----- RECORDS TO USE -----
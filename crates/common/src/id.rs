//! ID generation utilities.

use chrono::Utc;
use once_cell::sync::Lazy;
use regex::Regex;
use ulid::Ulid;

/// Prefix carried by every report identifier.
pub const REPORT_ID_PREFIX: &str = "CR";

/// Number of timestamp digits kept in a report identifier.
const REPORT_ID_DIGITS: u32 = 6;

#[allow(clippy::expect_used)]
static REPORT_ID_PATTERN: Lazy<Regex> =
    Lazy::new(|| Regex::new(r"^CR[0-9]{6}$").expect("static report id pattern"));

/// ID generator for entities.
#[derive(Debug, Clone, Default)]
pub struct IdGenerator {
    _private: (),
}

impl IdGenerator {
    /// Create a new ID generator.
    #[must_use]
    pub const fn new() -> Self {
        Self { _private: () }
    }

    /// Generate a new ULID-based ID.
    #[must_use]
    pub fn generate(&self) -> String {
        Ulid::new().to_string().to_lowercase()
    }

    /// Current time in milliseconds since the Unix epoch.
    #[must_use]
    pub fn now_millis(&self) -> i64 {
        Utc::now().timestamp_millis()
    }

    /// Millisecond timestamp rendered as a decimal string.
    ///
    /// Used as the identifier of registered identities.
    #[must_use]
    pub fn timestamp_id(&self) -> String {
        self.now_millis().to_string()
    }

    /// Report identifier for the current instant.
    #[must_use]
    pub fn report_id(&self) -> String {
        self.report_id_at(self.now_millis())
    }

    /// Report identifier for a given millisecond timestamp.
    ///
    /// The identifier is `CR` followed by the last six decimal digits of the
    /// timestamp. Two reports submitted exactly 1,000,000 ms apart map to the
    /// same identifier; callers that need uniqueness must check the store.
    #[must_use]
    pub fn report_id_at(&self, millis: i64) -> String {
        let modulus = 10_i64.pow(REPORT_ID_DIGITS);
        let digits = millis.rem_euclid(modulus);
        format!(
            "{REPORT_ID_PREFIX}{digits:0width$}",
            width = REPORT_ID_DIGITS as usize
        )
    }
}

/// Whether a string has the shape of a report identifier (`CR` + 6 digits).
#[must_use]
pub fn is_report_id(candidate: &str) -> bool {
    REPORT_ID_PATTERN.is_match(candidate)
}

#[cfg(test)]
mod tests {
    use super::*;

    #[test]
    fn test_generate_ulid() {
        let id_gen = IdGenerator::new();
        let id1 = id_gen.generate();
        let id2 = id_gen.generate();

        assert_eq!(id1.len(), 26);
        assert_ne!(id1, id2);
    }

    #[test]
    fn test_report_id_keeps_last_six_digits() {
        let id_gen = IdGenerator::new();
        assert_eq!(id_gen.report_id_at(1_736_951_400_123), "CR400123");
    }

    #[test]
    fn test_report_id_zero_pads() {
        let id_gen = IdGenerator::new();
        assert_eq!(id_gen.report_id_at(1_736_950_000_042), "CR000042");
        assert_eq!(id_gen.report_id_at(7), "CR000007");
    }

    #[test]
    fn test_report_id_matches_pattern() {
        let id_gen = IdGenerator::new();
        let id = id_gen.report_id();
        assert!(is_report_id(&id), "{id} should match the report id pattern");
    }

    #[test]
    fn test_is_report_id_rejects_other_shapes() {
        assert!(is_report_id("CR123456"));
        assert!(!is_report_id("CR12345"));
        assert!(!is_report_id("cr123456"));
        assert!(!is_report_id("CR1234567"));
        assert!(!is_report_id(" CR123456"));
    }

    #[test]
    fn test_timestamp_id_is_numeric() {
        let id_gen = IdGenerator::new();
        let id = id_gen.timestamp_id();
        assert!(id.chars().all(|c| c.is_ascii_digit()));
    }
}
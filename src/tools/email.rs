//! Email delivery tool.
//!
//! Accepts a Markdown report body, converts it to HTML and sends it over
//! SMTP with a plain-text alternative. The subject line is fixed at
//! construction time in the literal format
//! `AI Research Report: {topic} - {report_format}`.

use async_trait::async_trait;
use lettre::message::{header, MultiPart, SinglePart};
use lettre::transport::smtp::authentication::Credentials;
use lettre::{AsyncSmtpTransport, AsyncTransport, Message as MailMessage, Tokio1Executor};
use pulldown_cmark::{html, Parser};

use crate::config::Settings;
use crate::error::ToolError;

use super::Tool;

/// Prefix carried by every failure message.
const FAILURE_MARKER: &str = "Email delivery failed:";

/// Builds the report subject line in the required literal format.
pub fn report_subject(topic: &str, report_format: &str) -> String {
    format!("AI Research Report: {} - {}", topic, report_format)
}

/// Converts a Markdown body to HTML.
fn markdown_to_html(markdown: &str) -> String {
    let parser = Parser::new(markdown);
    let mut out = String::new();
    html::push_html(&mut out, parser);
    out
}

/// SMTP-backed email tool with recipient and subject bound up front.
pub struct EmailTool {
    smtp_server: String,
    smtp_port: u16,
    username: Option<String>,
    password: Option<String>,
    recipient: String,
    subject: String,
}

impl std::fmt::Debug for EmailTool {
    fn fmt(&self, f: &mut std::fmt::Formatter<'_>) -> std::fmt::Result {
        f.debug_struct("EmailTool")
            .field("smtp_server", &self.smtp_server)
            .field("smtp_port", &self.smtp_port)
            .field("recipient", &self.recipient)
            .field("subject", &self.subject)
            .finish_non_exhaustive()
    }
}

impl EmailTool {
    /// Creates an email tool bound to one recipient and subject.
    pub fn from_settings(settings: &Settings, recipient: &str, subject: &str) -> Self {
        Self {
            smtp_server: settings.smtp_server.clone(),
            smtp_port: settings.smtp_port,
            username: settings.email_user.clone(),
            password: settings.email_pass.clone(),
            recipient: recipient.to_string(),
            subject: subject.to_string(),
        }
    }

    /// The subject this tool will send with.
    pub fn subject(&self) -> &str {
        &self.subject
    }

    /// The recipient this tool will send to.
    pub fn recipient(&self) -> &str {
        &self.recipient
    }

    async fn send_report(&self, markdown_body: &str) -> Result<String, ToolError> {
        if markdown_body.trim().is_empty() {
            return Err(ToolError::InvalidInput("email body is empty".to_string()));
        }

        let username = self
            .username
            .as_deref()
            .ok_or_else(|| ToolError::MissingCredentials("EMAIL_USER".to_string()))?;
        let password = self
            .password
            .as_deref()
            .ok_or_else(|| ToolError::MissingCredentials("EMAIL_PASS".to_string()))?;

        let html_body = markdown_to_html(markdown_body);

        let email = MailMessage::builder()
            .from(
                username
                    .parse()
                    .map_err(|e| ToolError::InvalidInput(format!("invalid sender: {}", e)))?,
            )
            .to(self
                .recipient
                .parse()
                .map_err(|e| ToolError::InvalidInput(format!("invalid recipient: {}", e)))?)
            .subject(&self.subject)
            .multipart(
                MultiPart::alternative()
                    .singlepart(
                        SinglePart::builder()
                            .header(header::ContentType::TEXT_PLAIN)
                            .body(markdown_body.to_string()),
                    )
                    .singlepart(
                        SinglePart::builder()
                            .header(header::ContentType::TEXT_HTML)
                            .body(html_body),
                    ),
            )
            .map_err(|e| ToolError::Unexpected(format!("failed to build email: {}", e)))?;

        let mailer = AsyncSmtpTransport::<Tokio1Executor>::starttls_relay(&self.smtp_server)
            .map_err(|e| ToolError::Network(e.to_string()))?
            .port(self.smtp_port)
            .credentials(Credentials::new(username.to_string(), password.to_string()))
            .build();

        tracing::info!(recipient = %self.recipient, subject = %self.subject, "Sending report email");

        mailer
            .send(email)
            .await
            .map_err(|e| ToolError::Network(e.to_string()))?;

        Ok(format!(
            "Email sent to {} with subject '{}'",
            self.recipient, self.subject
        ))
    }
}

#[async_trait]
impl Tool for EmailTool {
    fn name(&self) -> &str {
        "send_email"
    }

    fn description(&self) -> &str {
        "Send the final report to the configured recipient. \
         Input is the complete Markdown body of the email."
    }

    async fn invoke(&self, input: &str) -> String {
        match self.send_report(input).await {
            Ok(confirmation) => confirmation,
            Err(e) => {
                tracing::error!(error = %e, recipient = %self.recipient, "Email delivery failed");
                format!("{} {}", FAILURE_MARKER, e)
            }
        }
    }
}

#[cfg(test)]
mod tests {
    use super::*;
    use crate::config::Settings;

    #[test]
    fn subject_follows_literal_format() {
        assert_eq!(
            report_subject("Electric vehicle battery trends 2025", "Executive Brief"),
            "AI Research Report: Electric vehicle battery trends 2025 - Executive Brief"
        );
    }

    #[test]
    fn markdown_converts_to_html() {
        let html = markdown_to_html("# Findings\n\n- battery costs fell\n- **demand** rose");
        assert!(html.contains("<h1>Findings</h1>"));
        assert!(html.contains("<li>battery costs fell</li>"));
        assert!(html.contains("<strong>demand</strong>"));
    }

    #[tokio::test]
    async fn invoke_without_credentials_returns_failure_text() {
        let settings = Settings::default();
        let tool = EmailTool::from_settings(
            &settings,
            "analyst@example.com",
            &report_subject("topic here", "Summary Report"),
        );

        let output = tool.invoke("# Report\n\nBody.").await;
        assert!(
            output.starts_with("Email delivery failed:"),
            "got: {}",
            output
        );
        assert!(output.contains("EMAIL_USER"));
    }

    #[tokio::test]
    async fn invoke_rejects_empty_body() {
        let settings = Settings {
            email_user: Some("sender@example.com".to_string()),
            email_pass: Some("secret".to_string()),
            ..Settings::default()
        };
        let tool = EmailTool::from_settings(&settings, "analyst@example.com", "subject");

        let output = tool.invoke("   ").await;
        assert!(output.starts_with("Email delivery failed:"));
    }
}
-----
* TASK PROMPT *
Reproduce exactly the entries above, limited to the lines from the one with "self.recipient, self.subject" through the one with "async fn invoke_without_credentials_returns_failure_text()", both included.

* THE COMPLETED TASK *
            self.recipient, self.subject
        ))
    }
}

#[async_trait]
impl Tool for EmailTool {
    fn name(&self) -> &str {
        "send_email"
    }

    fn description(&self) -> &str {
        "Send the final report to the configured recipient. \
         Input is the complete Markdown body of the email."
    }

    async fn invoke(&self, input: &str) -> String {
        match self.send_report(input).await {
            Ok(confirmation) => confirmation,
            Err(e) => {
                tracing::error!(error = %e, recipient = %self.recipient, "Email delivery failed");
                format!("{} {}", FAILURE_MARKER, e)
            }
        }
    }
}

#[cfg(test)]
mod tests {
    use super::*;
    use crate::config::Settings;

    #[test]
    fn subject_follows_literal_format() {
        assert_eq!(
            report_subject("Electric vehicle battery trends 2025", "Executive Brief"),
            "AI Research Report: Electric vehicle battery trends 2025 - Executive Brief"
        );
    }

    #[test]
    fn markdown_converts_to_html() {
        let html = markdown_to_html("# Findings\n\n- battery costs fell\n- **demand** rose");
        assert!(html.contains("<h1>Findings</h1>"));
        assert!(html.contains("<li>battery costs fell</li>"));
        assert!(html.contains("<strong>demand</strong>"));
    }

    #[tokio::test]
    async fn invoke_without_credentials_returns_failure_text() {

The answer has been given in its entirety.